Collected data
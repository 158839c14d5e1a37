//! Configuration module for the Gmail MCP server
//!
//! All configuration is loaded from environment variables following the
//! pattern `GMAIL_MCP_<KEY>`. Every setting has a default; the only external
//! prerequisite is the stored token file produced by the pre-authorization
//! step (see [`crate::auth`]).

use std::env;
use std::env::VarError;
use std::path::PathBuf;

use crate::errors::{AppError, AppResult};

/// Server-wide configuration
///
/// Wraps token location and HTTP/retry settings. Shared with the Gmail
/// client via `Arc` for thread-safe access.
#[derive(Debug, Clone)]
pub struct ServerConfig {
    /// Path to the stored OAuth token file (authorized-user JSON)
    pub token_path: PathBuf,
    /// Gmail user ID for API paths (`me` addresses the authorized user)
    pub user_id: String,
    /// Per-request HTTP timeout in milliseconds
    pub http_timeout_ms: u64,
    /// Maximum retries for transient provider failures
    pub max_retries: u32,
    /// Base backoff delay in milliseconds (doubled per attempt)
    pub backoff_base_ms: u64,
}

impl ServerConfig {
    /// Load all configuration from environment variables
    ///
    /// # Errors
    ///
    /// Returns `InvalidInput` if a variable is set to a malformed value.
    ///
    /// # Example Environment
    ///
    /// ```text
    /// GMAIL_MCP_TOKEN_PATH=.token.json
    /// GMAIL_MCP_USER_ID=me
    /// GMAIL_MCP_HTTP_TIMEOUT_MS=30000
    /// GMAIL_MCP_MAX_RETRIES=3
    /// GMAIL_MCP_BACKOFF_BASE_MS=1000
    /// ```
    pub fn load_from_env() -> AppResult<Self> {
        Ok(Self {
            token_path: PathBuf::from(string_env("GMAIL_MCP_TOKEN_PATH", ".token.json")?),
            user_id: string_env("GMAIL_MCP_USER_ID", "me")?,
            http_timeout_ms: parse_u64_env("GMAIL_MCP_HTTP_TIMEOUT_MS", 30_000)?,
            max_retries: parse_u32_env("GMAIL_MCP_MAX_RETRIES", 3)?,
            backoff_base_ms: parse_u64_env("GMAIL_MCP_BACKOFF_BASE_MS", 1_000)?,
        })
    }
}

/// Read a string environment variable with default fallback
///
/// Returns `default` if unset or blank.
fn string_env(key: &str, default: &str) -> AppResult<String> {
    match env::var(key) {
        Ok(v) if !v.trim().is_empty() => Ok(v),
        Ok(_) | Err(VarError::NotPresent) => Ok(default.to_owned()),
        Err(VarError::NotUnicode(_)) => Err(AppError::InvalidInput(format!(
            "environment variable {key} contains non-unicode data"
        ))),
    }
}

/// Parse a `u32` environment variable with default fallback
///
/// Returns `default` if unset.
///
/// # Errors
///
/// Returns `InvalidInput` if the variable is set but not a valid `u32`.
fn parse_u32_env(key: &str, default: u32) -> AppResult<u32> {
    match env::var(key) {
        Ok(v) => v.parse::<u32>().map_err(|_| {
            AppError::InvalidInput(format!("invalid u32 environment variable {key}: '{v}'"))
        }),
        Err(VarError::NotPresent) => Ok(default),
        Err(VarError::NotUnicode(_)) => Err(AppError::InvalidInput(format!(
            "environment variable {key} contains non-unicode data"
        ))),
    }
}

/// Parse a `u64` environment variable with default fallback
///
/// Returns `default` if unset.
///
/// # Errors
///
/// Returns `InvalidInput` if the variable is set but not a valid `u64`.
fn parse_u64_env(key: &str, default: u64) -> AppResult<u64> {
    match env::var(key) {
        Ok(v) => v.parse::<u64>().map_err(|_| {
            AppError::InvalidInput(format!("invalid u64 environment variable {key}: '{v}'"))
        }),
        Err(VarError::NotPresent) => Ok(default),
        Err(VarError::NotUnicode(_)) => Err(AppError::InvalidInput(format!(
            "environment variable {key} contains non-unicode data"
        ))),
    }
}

* * *

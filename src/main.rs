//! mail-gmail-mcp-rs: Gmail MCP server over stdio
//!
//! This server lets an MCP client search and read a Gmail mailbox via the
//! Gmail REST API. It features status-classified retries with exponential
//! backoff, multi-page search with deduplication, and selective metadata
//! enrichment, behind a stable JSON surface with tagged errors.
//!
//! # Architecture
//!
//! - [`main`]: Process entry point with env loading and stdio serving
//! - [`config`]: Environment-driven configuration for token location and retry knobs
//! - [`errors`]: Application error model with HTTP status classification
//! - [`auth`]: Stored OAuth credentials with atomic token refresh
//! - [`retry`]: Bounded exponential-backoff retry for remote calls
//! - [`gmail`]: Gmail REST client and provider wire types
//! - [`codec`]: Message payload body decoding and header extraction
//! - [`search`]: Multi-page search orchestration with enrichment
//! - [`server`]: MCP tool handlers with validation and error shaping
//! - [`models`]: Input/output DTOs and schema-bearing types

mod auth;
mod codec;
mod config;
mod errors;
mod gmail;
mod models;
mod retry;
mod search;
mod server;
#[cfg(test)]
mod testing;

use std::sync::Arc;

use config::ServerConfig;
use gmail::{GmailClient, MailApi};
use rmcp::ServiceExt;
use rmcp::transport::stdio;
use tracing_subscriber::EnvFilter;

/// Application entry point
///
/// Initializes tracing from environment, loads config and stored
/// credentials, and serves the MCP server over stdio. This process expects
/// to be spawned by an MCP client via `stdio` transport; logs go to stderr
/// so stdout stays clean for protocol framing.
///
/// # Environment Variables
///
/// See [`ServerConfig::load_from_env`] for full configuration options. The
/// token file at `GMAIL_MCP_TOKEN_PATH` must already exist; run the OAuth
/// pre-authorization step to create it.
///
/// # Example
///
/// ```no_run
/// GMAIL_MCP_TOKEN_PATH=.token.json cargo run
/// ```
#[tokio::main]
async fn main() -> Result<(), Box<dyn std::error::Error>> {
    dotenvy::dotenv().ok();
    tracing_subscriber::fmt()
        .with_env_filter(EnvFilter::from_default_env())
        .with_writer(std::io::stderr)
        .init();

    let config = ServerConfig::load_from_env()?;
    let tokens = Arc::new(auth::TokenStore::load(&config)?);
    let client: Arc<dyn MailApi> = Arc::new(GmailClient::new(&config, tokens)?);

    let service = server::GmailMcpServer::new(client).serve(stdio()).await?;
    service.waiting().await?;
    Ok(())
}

To do:
From the records above, extract exactly and only the lines that begin at the line with "the authorized user)" and stop after the line with "Ok(v) if !v.trim().is_empty()".

Answer section:
    /// Gmail user ID for API paths (`me` addresses the authorized user)
    pub user_id: String,
    /// Per-request HTTP timeout in milliseconds
    pub http_timeout_ms: u64,
    /// Maximum retries for transient provider failures
    pub max_retries: u32,
    /// Base backoff delay in milliseconds (doubled per attempt)
    pub backoff_base_ms: u64,
}

impl ServerConfig {
    /// Load all configuration from environment variables
    ///
    /// # Errors
    ///
    /// Returns `InvalidInput` if a variable is set to a malformed value.
    ///
    /// # Example Environment
    ///
    /// ```text
    /// GMAIL_MCP_TOKEN_PATH=.token.json
    /// GMAIL_MCP_USER_ID=me
    /// GMAIL_MCP_HTTP_TIMEOUT_MS=30000
    /// GMAIL_MCP_MAX_RETRIES=3
    /// GMAIL_MCP_BACKOFF_BASE_MS=1000
    /// ```
    pub fn load_from_env() -> AppResult<Self> {
        Ok(Self {
            token_path: PathBuf::from(string_env("GMAIL_MCP_TOKEN_PATH", ".token.json")?),
            user_id: string_env("GMAIL_MCP_USER_ID", "me")?,
            http_timeout_ms: parse_u64_env("GMAIL_MCP_HTTP_TIMEOUT_MS", 30_000)?,
            max_retries: parse_u32_env("GMAIL_MCP_MAX_RETRIES", 3)?,
            backoff_base_ms: parse_u64_env("GMAIL_MCP_BACKOFF_BASE_MS", 1_000)?,
        })
    }
}

/// Read a string environment variable with default fallback
///
/// Returns `default` if unset or blank.
fn string_env(key: &str, default: &str) -> AppResult<String> {
    match env::var(key) {
        Ok(v) if !v.trim().is_empty() => Ok(v),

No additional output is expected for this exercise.